Les vestiges, largement dispersés et endommagés par de nombreux chalutages, sont déclarés au Drassm en 2000 par Luc Vanrell, en même temps que ceux d’un Messerschmitt allemand.
C’est grâce aux caractéristiques techniques de l’épave, étudiées par Luc Vanrell et Philippe Castellano, et au terme d’une enquête minutieuse que la découverte de l’avion de Saint-Exupéry est ainsi officialisée en 2003. Les recherches au sein des services d’archives de l’unité II/33 dont dépendait Antoine de Saint-Exupéry, ainsi que dans celles de l’USAAF et des services allemands, ont permis de montrer que parmi les épaves de P-38 recensées sur le secteur, seuls quatre appareils de ce type (dans la version « J » du modèle) se sont abîmés en Méditerranée le long de nos côtes durant la Seconde Guerre mondiale. Parmi eux, un seul n’a pu être identifié. Il a été reconnu, par déduction, comme étant celui de Saint-Exupéry.
En 2003, sous l’égide de l’association Aéro-Re.L.I.C, le Drassm autorise la remontée par la société Comex des vestiges, qui représentent environ 1/10e de l’avion. L’expertise réalisée par Philippe Castellano a permis de révéler sur le caisson du turbocompresseur, fixé sur un morceau de la poutre gauche, le numéro d’identification 2734 du constructeur Lockheed. Dans les tableaux de l’Army Air Force, ce numéro correspond à celui du Lightning F-5B matricule militaire 42-68223, confirmant définitivement qu’il s’agit bien de l’avion d’Antoine de Saint-Exupéry.
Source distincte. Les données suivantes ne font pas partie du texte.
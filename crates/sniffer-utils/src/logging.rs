//! Logging and tracing utilities

use tracing_subscriber::{EnvFilter, layer::SubscriberExt, util::SubscriberInitExt};

/// Filter used when `RUST_LOG` is not set
pub const DEFAULT_LOG_FILTER: &str =
    "warn,news_sniffer=info,sniffer_core=info,sniffer_assistant=info,sniffer_search=info";

/// Initialize tracing subscriber with default configuration
///
/// Honors `RUST_LOG`, falling back to [`DEFAULT_LOG_FILTER`]. Log lines go to
/// stderr so stdout stays reserved for the assistant's response.
pub fn init_tracing() {
    init_tracing_with(DEFAULT_LOG_FILTER);
}

/// Initialize tracing with an explicit fallback filter
///
/// Safe to call more than once; later calls are ignored.
pub fn init_tracing_with(default_filter: &str) {
    let filter =
        EnvFilter::try_from_default_env().unwrap_or_else(|_| EnvFilter::new(default_filter));

    let _ = tracing_subscriber::registry()
        .with(filter)
        .with(tracing_subscriber::fmt::layer().with_writer(std::io::stderr))
        .try_init();
}

#[cfg(test)]
mod tests {
    use super::*;

    #[test]
    fn test_default_filter_parses() {
        assert!(EnvFilter::try_new(DEFAULT_LOG_FILTER).is_ok());
    }

    #[test]
    fn test_init_twice_does_not_panic() {
        init_tracing_with("debug");
        init_tracing();
    }
}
Le P-38 Lightning est un chasseur-bombardier américain de la Seconde Guerre mondiale. Mis en service en 1941, il est puissamment armé et a la particularité d’être le premier appareil de chasse bimoteur et bipoutre américain. Ses queues jumelées lui donnent un aspect différent des autres avions de chasse, le rendant facilement reconnaissable.
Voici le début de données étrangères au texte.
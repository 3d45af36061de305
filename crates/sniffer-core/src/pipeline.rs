//! Search → prompt → assistant → persist

use crate::config::SnifferConfig;
use crate::error::Result;
use crate::persist::{Persister, SnifferOutput};
use sniffer_assistant::{AssistantClientConfig, AssistantRunner, OpenAIAssistantClient};
use sniffer_prompt::build_news_prompt;
use sniffer_search::{GoogleSearchClient, SearchConfig, SearchResultItem};
use std::path::PathBuf;
use std::sync::Arc;
use tracing::{info, instrument};

/// What one pipeline run produced
#[derive(Debug, Clone)]
pub struct SnifferReport {
    /// Topic searched for
    pub topic: String,
    /// Number of search results passed to the assistant
    pub article_count: usize,
    /// Assistant reply, trimmed
    pub response: String,
    /// Parsed or raw classification of the reply
    pub output: SnifferOutput,
    /// File the reply was saved to
    pub written_to: PathBuf,
}

/// The end-to-end news pipeline
pub struct NewsSniffer {
    search: GoogleSearchClient,
    runner: AssistantRunner,
    persister: Persister,
    max_results: usize,
}

impl NewsSniffer {
    /// Assemble the pipeline from its stages
    pub fn new(
        search: GoogleSearchClient,
        runner: AssistantRunner,
        persister: Persister,
        max_results: usize,
    ) -> Self {
        Self {
            search,
            runner,
            persister,
            max_results,
        }
    }

    /// Build HTTP clients and stages from configuration
    pub fn from_config(config: &SnifferConfig) -> Result<Self> {
        let search = GoogleSearchClient::with_config(
            SearchConfig::new(
                &config.credentials.google_api_key,
                &config.credentials.google_cse_id,
            )
            .with_endpoint(&config.search_endpoint),
        )?;

        let assistant_client = OpenAIAssistantClient::with_config(
            AssistantClientConfig::new(&config.credentials.openai_api_key)
                .with_api_base(&config.openai_api_base),
        )?;

        let runner = AssistantRunner::new(Arc::new(assistant_client), &config.assistant.id)
            .with_poll_policy(config.poll.clone());

        Ok(Self::new(
            search,
            runner,
            Persister::new(&config.output_dir),
            config.max_results,
        ))
    }

    /// Stage 1: search for `topic`
    pub async fn fetch(&self, topic: &str) -> Result<Vec<SearchResultItem>> {
        Ok(self.search.search(topic, self.max_results).await?)
    }

    /// Stage 3: run the assistant on `prompt` and return its reply
    pub async fn ask(&self, prompt: &str) -> Result<String> {
        Ok(self.runner.run(prompt).await?)
    }

    /// Stage 4: classify and save a reply
    pub async fn persist(&self, response: &str) -> Result<(SnifferOutput, PathBuf)> {
        let output = SnifferOutput::from_response(response);
        let path = self.persister.persist(&output).await?;
        Ok((output, path))
    }

    /// Run every stage for `topic`
    ///
    /// Search and assistant failures abort the run. A reply that is not JSON
    /// is not a failure; it is saved as raw text.
    pub async fn run(&self, topic: &str) -> Result<SnifferReport> {
        self.run_with_progress(topic, |_| {}).await
    }

    /// Like [`run`](Self::run), calling `on_articles` with the search result
    /// count before the assistant is invoked
    #[instrument(skip(self, on_articles))]
    pub async fn run_with_progress<F>(&self, topic: &str, on_articles: F) -> Result<SnifferReport>
    where
        F: FnOnce(usize) + Send,
    {
        info!("Searching for news");
        let items = self.fetch(topic).await?;
        info!(articles = items.len(), "Passing results to the assistant");
        on_articles(items.len());

        let prompt = build_news_prompt(topic, &items);
        let response = self.ask(&prompt).await?;

        let (output, written_to) = self.persist(&response).await?;

        Ok(SnifferReport {
            topic: topic.to_string(),
            article_count: items.len(),
            response,
            output,
            written_to,
        })
    }
}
Plusieurs versions de cet appareil ont été fabriquées tout au long de la Seconde Guerre mondiale. L’avion de Saint-Exupéry était un type dérivé du P-38 J, le F-5B, un appareil de reconnaissance photographique non armé.
Le travail de conception du P-38 Lightning commença au début de l'année 1937. L’USAAC (US Army Air Corps) recherchait un intercepteur bimoteur à long rayon d’action et adressa un cahier des charges à différents constructeurs comme Boeing, North American, Belle et Grumman. C’est la firme Lockheed qui remporta l’appel d’offre. Le P-38, conçu par Hall Hibbard et Clarence Johnson, est équipé de moteurs très puissants V12 Allison V-1710 disposés sur le double fuselage, d’un train de roulement tricycle et d’une verrière bulles s’ouvrant par le haut.
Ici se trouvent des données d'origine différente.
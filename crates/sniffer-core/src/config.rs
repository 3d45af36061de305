//! Process configuration
//!
//! Built once at startup and passed by reference into each stage. Secrets come
//! from the environment (optionally via a `.env` file); the assistant identity
//! comes from a JSON config file.

use crate::error::ConfigError;
use serde::Deserialize;
use sniffer_assistant::{DEFAULT_OPENAI_API_BASE, PollPolicy};
use sniffer_search::{DEFAULT_MAX_RESULTS, DEFAULT_SEARCH_ENDPOINT};
use std::path::{Path, PathBuf};
use url::Url;

type Result<T> = std::result::Result<T, ConfigError>;

/// Default assistant config file, relative to the working directory
pub const DEFAULT_CONFIG_FILE: &str = "news_sniffer_config.json";

/// Environment variable that overrides [`DEFAULT_CONFIG_FILE`]
pub const CONFIG_PATH_ENV: &str = "NEWS_SNIFFER_CONFIG";

const GOOGLE_API_KEY_ENV: &str = "GOOGLE_API_KEY";
const GOOGLE_CSE_ID_ENV: &str = "GOOGLE_CSE_ID";
const OPENAI_API_KEY_ENV: &str = "OPENAI_API_KEY";
const OPENAI_API_BASE_ENV: &str = "OPENAI_API_BASE";
const SEARCH_ENDPOINT_ENV: &str = "GOOGLE_CSE_ENDPOINT";

/// The Custom Search API rejects `num` above this
const MAX_RESULTS_LIMIT: usize = 10;

/// API credentials
#[derive(Clone, Default)]
pub struct Credentials {
    pub google_api_key: String,
    pub google_cse_id: String,
    pub openai_api_key: String,
}

impl Credentials {
    /// Read credentials from the process environment
    pub fn from_env() -> Result<Self> {
        Self::from_lookup(|key| std::env::var(key).ok())
    }

    /// Read credentials through `lookup`; unset and blank values are errors
    pub fn from_lookup<F>(lookup: F) -> Result<Self>
    where
        F: Fn(&str) -> Option<String>,
    {
        let require = |key: &str| {
            lookup(key)
                .map(|v| v.trim().to_string())
                .filter(|v| !v.is_empty())
                .ok_or_else(|| ConfigError::MissingEnv(key.to_string()))
        };

        Ok(Self {
            google_api_key: require(GOOGLE_API_KEY_ENV)?,
            google_cse_id: require(GOOGLE_CSE_ID_ENV)?,
            openai_api_key: require(OPENAI_API_KEY_ENV)?,
        })
    }
}

impl std::fmt::Debug for Credentials {
    fn fmt(&self, f: &mut std::fmt::Formatter<'_>) -> std::fmt::Result {
        f.debug_struct("Credentials")
            .field("google_api_key", &"<redacted>")
            .field("google_cse_id", &self.google_cse_id)
            .field("openai_api_key", &"<redacted>")
            .finish()
    }
}

/// Stored identity of the preconfigured assistant
///
/// The file usually holds the whole assistant object as returned by the
/// service; only `id` is required and unknown keys are ignored.
#[derive(Debug, Clone, PartialEq, Eq, Deserialize)]
pub struct AssistantConfig {
    pub id: String,
    #[serde(default)]
    pub name: Option<String>,
    #[serde(default)]
    pub model: Option<String>,
}

impl AssistantConfig {
    /// Config for a bare assistant id
    pub fn new(id: impl Into<String>) -> Self {
        Self {
            id: id.into(),
            name: None,
            model: None,
        }
    }

    /// Load from a JSON file
    pub fn from_file(path: impl AsRef<Path>) -> Result<Self> {
        let path = path.as_ref();
        let raw = std::fs::read_to_string(path).map_err(|source| ConfigError::ReadFile {
            path: path.to_path_buf(),
            source,
        })?;

        let config: Self =
            serde_json::from_str(&raw).map_err(|source| ConfigError::InvalidFile {
                path: path.to_path_buf(),
                source,
            })?;

        if config.id.trim().is_empty() {
            return Err(ConfigError::Invalid(format!(
                "assistant id in {} is empty",
                path.display()
            )));
        }

        Ok(config)
    }
}

/// Full process configuration
#[derive(Debug, Clone)]
pub struct SnifferConfig {
    /// API credentials
    pub credentials: Credentials,

    /// Assistant to run
    pub assistant: AssistantConfig,

    /// Search results requested per run (1..=10)
    pub max_results: usize,

    /// Directory the output file is written to
    pub output_dir: PathBuf,

    /// How long to wait on the assistant run
    pub poll: PollPolicy,

    /// Assistants API base URL
    pub openai_api_base: String,

    /// Custom Search endpoint URL
    pub search_endpoint: String,
}

impl SnifferConfig {
    /// Create a new configuration builder
    pub fn builder() -> SnifferConfigBuilder {
        SnifferConfigBuilder::default()
    }

    /// Load configuration from `.env`, the environment and the config file
    ///
    /// The config file is `$NEWS_SNIFFER_CONFIG` or
    /// `news_sniffer_config.json` in the working directory.
    pub fn from_env() -> Result<Self> {
        // A missing .env file is normal.
        dotenvy::dotenv().ok();

        let credentials = Credentials::from_env()?;

        let config_path = std::env::var(CONFIG_PATH_ENV)
            .map_or_else(|_| PathBuf::from(DEFAULT_CONFIG_FILE), PathBuf::from);
        let assistant = AssistantConfig::from_file(&config_path)?;

        let mut builder = Self::builder().credentials(credentials).assistant(assistant);
        if let Ok(base) = std::env::var(OPENAI_API_BASE_ENV) {
            builder = builder.openai_api_base(base);
        }
        if let Ok(endpoint) = std::env::var(SEARCH_ENDPOINT_ENV) {
            builder = builder.search_endpoint(endpoint);
        }

        builder.build()
    }

    /// Validate the configuration
    pub fn validate(&self) -> Result<()> {
        if self.credentials.google_api_key.trim().is_empty() {
            return Err(ConfigError::MissingEnv(GOOGLE_API_KEY_ENV.to_string()));
        }
        if self.credentials.google_cse_id.trim().is_empty() {
            return Err(ConfigError::MissingEnv(GOOGLE_CSE_ID_ENV.to_string()));
        }
        if self.credentials.openai_api_key.trim().is_empty() {
            return Err(ConfigError::MissingEnv(OPENAI_API_KEY_ENV.to_string()));
        }

        if self.assistant.id.trim().is_empty() {
            return Err(ConfigError::Invalid("assistant id is empty".to_string()));
        }

        if !(1..=MAX_RESULTS_LIMIT).contains(&self.max_results) {
            return Err(ConfigError::Invalid(format!(
                "max_results must be between 1 and {MAX_RESULTS_LIMIT}, got {}",
                self.max_results
            )));
        }

        if self.poll.max_attempts == 0 {
            return Err(ConfigError::Invalid(
                "poll max_attempts must be greater than 0".to_string(),
            ));
        }

        check_url("openai_api_base", &self.openai_api_base)?;
        check_url("search_endpoint", &self.search_endpoint)?;

        Ok(())
    }
}

fn check_url(name: &str, value: &str) -> Result<()> {
    let url = Url::parse(value)
        .map_err(|e| ConfigError::Invalid(format!("{name} '{value}' is not a valid URL: {e}")))?;

    match url.scheme() {
        "http" | "https" => Ok(()),
        other => Err(ConfigError::Invalid(format!(
            "{name} must use http or https, got '{other}'"
        ))),
    }
}

/// Builder for SnifferConfig
#[derive(Debug, Default)]
pub struct SnifferConfigBuilder {
    credentials: Option<Credentials>,
    assistant: Option<AssistantConfig>,
    max_results: Option<usize>,
    output_dir: Option<PathBuf>,
    poll: Option<PollPolicy>,
    openai_api_base: Option<String>,
    search_endpoint: Option<String>,
}

impl SnifferConfigBuilder {
    /// Set API credentials
    pub fn credentials(mut self, credentials: Credentials) -> Self {
        self.credentials = Some(credentials);
        self
    }

    /// Set the assistant
    pub fn assistant(mut self, assistant: AssistantConfig) -> Self {
        self.assistant = Some(assistant);
        self
    }

    /// Set the number of search results
    pub fn max_results(mut self, max_results: usize) -> Self {
        self.max_results = Some(max_results);
        self
    }

    /// Set the output directory
    pub fn output_dir(mut self, dir: impl Into<PathBuf>) -> Self {
        self.output_dir = Some(dir.into());
        self
    }

    /// Set the poll policy
    pub fn poll(mut self, poll: PollPolicy) -> Self {
        self.poll = Some(poll);
        self
    }

    /// Set the Assistants API base URL
    pub fn openai_api_base(mut self, base: impl Into<String>) -> Self {
        self.openai_api_base = Some(base.into());
        self
    }

    /// Set the Custom Search endpoint
    pub fn search_endpoint(mut self, endpoint: impl Into<String>) -> Self {
        self.search_endpoint = Some(endpoint.into());
        self
    }

    /// Build and validate the configuration
    pub fn build(self) -> Result<SnifferConfig> {
        let config = SnifferConfig {
            credentials: self.credentials.unwrap_or_default(),
            assistant: self
                .assistant
                .ok_or_else(|| ConfigError::Invalid("assistant is required".to_string()))?,
            max_results: self.max_results.unwrap_or(DEFAULT_MAX_RESULTS),
            output_dir: self.output_dir.unwrap_or_else(|| PathBuf::from(".")),
            poll: self.poll.unwrap_or_default(),
            openai_api_base: self
                .openai_api_base
                .unwrap_or_else(|| DEFAULT_OPENAI_API_BASE.to_string()),
            search_endpoint: self
                .search_endpoint
                .unwrap_or_else(|| DEFAULT_SEARCH_ENDPOINT.to_string()),
        };

        config.validate()?;
        Ok(config)
    }
}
L’appellation P-38 désigne uniquement les avions de chasse, le P étant l’initiale de Pursuit. Ils sont armés de quatre mitrailleuses et d’un canon de 20 mm dans le nez. Si cet avion était équipé d’une excellente puissance de feu, les versions utilisées pour la reconnaissance aérienne étaient caractérisées par leurs niches de cameras vitrées à très grandes focales en remplacement de l’armement positionné dans le nez. Ce modèle fut l'appareil de reconnaissance photographique le plus largement utilisé durant la Seconde Guerre mondiale, avec près de 1 400 modèles convertis depuis des P-38E, F, G, H, J, et L, et désignés en service F-4 (quatre appareils de prise de vues dans le nez) ou F-5, le F étant l’abréviation de Foto.
La reconnaissance photographique prit son essor au cours de la Seconde Guerre mondiale. Elle était très importante pour les Alliés car elle permettait notamment de connaître la localisation de l'ennemi, des positions de radars, de ses déplacements (marins, routiers, ferroviaires) ainsi que l’efficacité des bombardements.
En septembre 1939, suite à l’agression de la Pologne, l’Angleterre puis la France déclarent la guerre à l’Allemagne. Devenu pilote au cours de son service militaire, Antoine de Saint-Exupéry parvient à se faire affecter à une escadrille de reconnaissance aérienne malgré son âge et une santé fragile. Après l’Armistice de juin 1940, il est démobilisé et rejoint les États-Unis où il espère convaincre les Américains de sortir de leur neutralité.
Deux ans plus tard et suite à l’entrée en guerre des États-Unis, il rentre en France pour aller combattre l’Allemagne nazie. À 44 ans, il a largement dépassé la limite d’âge mais obtient une dérogation et intègre les Forces françaises libres au sud de la Méditerranée pour réaliser de nouvelles missions de reconnaissance.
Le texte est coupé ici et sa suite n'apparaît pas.